Extensive conjugation of dopamine (3,4-dihydroxyphenethylamine) metabolites in cultured human skin fibroblasts and rat hepatoma cells

Abstract
[G-3H]Dopamine metabolism in human skin fibroblasts and rat hepatoma cells in culture was determined by high-pressure liquid-chromatographic analysis of both cell extract and uptake medium. Conjugated metabolites were selectively hydrolyzed by incubation with arylsulfatase [EC 3.1.6.1] or .beta.-glucuronidase before analysis. The principal metabolites of dopamine in fibroblast cells are 3-methoxytyramine 4-O-sulfate and 3-methoxytyramine. No significant differences, either in the amounts of these metabolites or in the amount of dopamine metabolism, were observed in fibroblasts from both normal and homocystinuric individuals.
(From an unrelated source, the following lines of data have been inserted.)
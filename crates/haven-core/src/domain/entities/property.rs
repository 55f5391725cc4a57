//! Property listing entity.

use crate::domain::value_objects::{ListingStatus, ListingType, PropertyType};
use crate::{Entity, PropertyId, UserId};
use chrono::{DateTime, Utc};
use serde::{Deserialize, Serialize};

/// A property listed on the marketplace by its owner.
#[derive(Debug, Clone, PartialEq, Serialize, Deserialize)]
#[cfg_attr(feature = "openapi", derive(utoipa::ToSchema))]
#[serde(rename_all = "camelCase")]
pub struct Property {
    pub id: PropertyId,
    pub owner_id: UserId,
    pub title: String,
    pub description: String,
    pub property_type: PropertyType,
    pub listing_type: ListingType,
    pub status: ListingStatus,
    pub price: f64,
    pub address: String,
    pub city: String,
    pub state: String,
    pub country: String,
    pub postal_code: Option<String>,
    pub bedrooms: Option<u32>,
    pub bathrooms: Option<u32>,
    pub area_sqft: Option<f64>,
    pub features: Vec<String>,
    pub images: Vec<String>,
    pub created_at: DateTime<Utc>,
    pub updated_at: DateTime<Utc>,
}

impl Property {
    #[must_use]
    pub fn is_owned_by(&self, user_id: UserId) -> bool {
        self.owner_id == user_id
    }

    pub fn touch(&mut self) {
        self.updated_at = Utc::now();
    }
}

impl Entity<PropertyId> for Property {
    fn id(&self) -> &PropertyId {
        &self.id
    }
}
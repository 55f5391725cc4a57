//! Custom Axum extractors.

mod auth;
mod validated;

pub use auth::*;
pub use validated::*;
//! Database connection pool management.

use async_trait::async_trait;
use haven_config::DatabaseConfig;
use haven_core::{HavenError, HavenResult, HealthCheck, HealthStatus, Interface};
use shaku::Component;
use sqlx::mysql::{MySqlPool, MySqlPoolOptions};
use tracing::{info, warn};

/// Durable store handle injected into every MySQL repository.
///
/// Also the readiness probe for the database through [`HealthCheck`].
#[async_trait]
pub trait DatabasePoolInterface: Interface + HealthCheck {
    fn inner(&self) -> &MySqlPool;

    async fn health_check(&self) -> HavenResult<()>;

    async fn run_migrations(&self) -> HavenResult<()>;

    async fn close(&self);
}

/// MySQL pool wrapper.
#[derive(Component)]
#[shaku(interface = DatabasePoolInterface)]
pub struct DatabasePool {
    pool: MySqlPool,
}

impl DatabasePool {
    /// Connects a new pool using `config`.
    pub async fn connect(config: &DatabaseConfig) -> HavenResult<Self> {
        info!("Connecting to MySQL database...");

        let pool = MySqlPoolOptions::new()
            .min_connections(config.min_connections)
            .max_connections(config.max_connections)
            .acquire_timeout(config.connect_timeout())
            .idle_timeout(Some(config.idle_timeout()))
            .connect(&config.url)
            .await
            .map_err(|e| {
                warn!("Failed to connect to database: {}", e);
                HavenError::Database(format!("Failed to connect: {e}"))
            })?;

        info!("MySQL connection pool established");
        Ok(Self { pool })
    }

    /// Wraps an existing pool (used when wiring the DI module).
    #[must_use]
    pub fn with_pool(pool: MySqlPool) -> Self {
        Self { pool }
    }

    #[must_use]
    pub fn pool(&self) -> MySqlPool {
        self.pool.clone()
    }
}

#[async_trait]
impl DatabasePoolInterface for DatabasePool {
    fn inner(&self) -> &MySqlPool {
        &self.pool
    }

    async fn health_check(&self) -> HavenResult<()> {
        sqlx::query("SELECT 1")
            .execute(&self.pool)
            .await
            .map_err(|e| HavenError::Database(format!("Health check failed: {e}")))?;
        Ok(())
    }

    async fn run_migrations(&self) -> HavenResult<()> {
        info!("Running database migrations...");
        sqlx::migrate!("../../migrations")
            .run(&self.pool)
            .await
            .map_err(|e| HavenError::Database(format!("Migration failed: {e}")))?;
        info!("Database migrations completed");
        Ok(())
    }

    async fn close(&self) {
        info!("Closing database connection pool...");
        self.pool.close().await;
        info!("Database connection pool closed");
    }
}

#[async_trait]
impl HealthCheck for DatabasePool {
    fn name(&self) -> &str {
        "database"
    }

    async fn check(&self) -> HealthStatus {
        match DatabasePoolInterface::health_check(self).await {
            Ok(()) => HealthStatus::Healthy,
            Err(e) => HealthStatus::Unhealthy(e.to_string()),
        }
    }
}

impl std::fmt::Debug for DatabasePool {
    fn fmt(&self, f: &mut std::fmt::Formatter<'_>) -> std::fmt::Result {
        f.debug_struct("DatabasePool")
            .field("size", &self.pool.size())
            .field("num_idle", &self.pool.num_idle())
            .finish()
    }
}
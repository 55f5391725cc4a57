//! # Haven Repository
//!
//! Durable storage for accounts, listings and favorites.
//!
//! ```text
//! Service
//!   ↓  Arc<dyn PropertyRepository>   (domain interface, traits.rs)
//! MySqlPropertyRepository            (SQLx implementation, mysql/)
//!   ↓  Arc<dyn DatabasePoolInterface>
//! MySQL
//! ```
//!
//! Repositories know nothing about caching; the service layer wraps them
//! with read-through and invalidation.

#[cfg(any(test, feature = "test-util"))]
pub mod memory;
pub mod mysql;
pub mod pool;
pub mod traits;

#[cfg(any(test, feature = "test-util"))]
pub use memory::MemoryDatabase;
pub use mysql::*;
pub use pool::*;
pub use traits::*;
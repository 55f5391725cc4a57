//! User service trait definition.

use crate::dto::{ChangePasswordRequest, UpdateProfileRequest, UserProfile};
use async_trait::async_trait;
use haven_core::{HavenResult, Interface, UserId};
use haven_security::Actor;

/// Profile operations for signed-in users.
#[async_trait]
pub trait UserService: Interface + Send + Sync {
    /// Gets a profile, served from the profile cache when present.
    async fn get_profile(&self, user_id: UserId) -> HavenResult<UserProfile>;

    /// Updates the caller's profile and overwrites the cached copy.
    async fn update_profile(&self, actor: &Actor, request: UpdateProfileRequest) -> HavenResult<UserProfile>;

    /// Changes the caller's password after verifying the current one.
    async fn change_password(&self, actor: &Actor, request: ChangePasswordRequest) -> HavenResult<()>;

    /// Soft deletes the caller's account and drops every key scoped to it.
    async fn delete_account(&self, actor: &Actor) -> HavenResult<()>;
}
//! Pure Snapshot -> render-tree transform. Nothing here touches the
//! terminal; `main` commits these cards to ratatui widgets in whichever
//! layout is configured.

use crate::state::{DeltaValue, Entry, Snapshot};

#[derive(Debug, Clone, Copy, PartialEq, Eq)]
pub enum Trend {
    Up,
    Down,
    Flat,
}

/// Tri-state classification driven by the sign of `diff`.
pub fn trend(diff: f64) -> Trend {
    if diff > 0.0 {
        Trend::Up
    } else if diff < 0.0 {
        Trend::Down
    } else {
        Trend::Flat
    }
}

#[derive(Debug, Clone, PartialEq)]
pub struct ComparisonRow {
    pub label: &'static str,
    pub value: String,
    pub trend: Trend,
}

#[derive(Debug, Clone, PartialEq)]
pub struct EntryCard {
    pub title: String,
    pub link: Option<String>,
    pub count_text: String,
    pub gender_line: Option<String>,
    pub ratio_line: Option<String>,
    pub comparison_rows: Vec<ComparisonRow>,
}

/// One card per snapshot entry, in snapshot order.
pub fn build_cards(snapshot: &Snapshot) -> Vec<EntryCard> {
    snapshot.entries.iter().map(build_card).collect()
}

pub fn build_card(entry: &Entry) -> EntryCard {
    let (gender_line, ratio_line) = match &entry.gender {
        Some(detail) => (
            Some(format!(
                "M {} / F {} / ? {}",
                detail.male, detail.female, detail.unknown
            )),
            // Ratio is preformatted upstream; shown as-is.
            Some(format!("ratio {}", detail.ratio)),
        ),
        None => (None, None),
    };

    let comparison_rows = match &entry.comparison {
        Some(comparison) => vec![
            delta_row("vs yesterday", &comparison.vs_yesterday),
            delta_row("vs last week", &comparison.vs_last_week),
        ],
        None => Vec::new(),
    };

    EntryCard {
        title: entry.display_name.clone(),
        link: entry.url.clone(),
        count_text: format!("{} posts", entry.count),
        gender_line,
        ratio_line,
        comparison_rows,
    }
}

pub fn updated_line(snapshot: &Snapshot) -> String {
    format!("Updated: {}", snapshot.last_updated)
}

fn delta_row(label: &'static str, delta: &DeltaValue) -> ComparisonRow {
    ComparisonRow {
        label,
        value: format!("{} ({})", delta.diff_text, delta.rate_text),
        trend: trend(delta.diff),
    }
}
In rat hepatoma cells, the major metabolite of dopamine was 3-methoxytyramine 4- or 3-O-glucuronide; lower concentrations of dopamine 4- or 3-O-glucuronide, 4-hydroxy-3-methoxyphenylacetic acid, 3,4-dihydroxyphenylacetic acid and 2 unidentified glucuronide conjugates were also observed. Significant differences in the relative concentrations of these metabolites in cell and uptake medium were observed in both cell systems.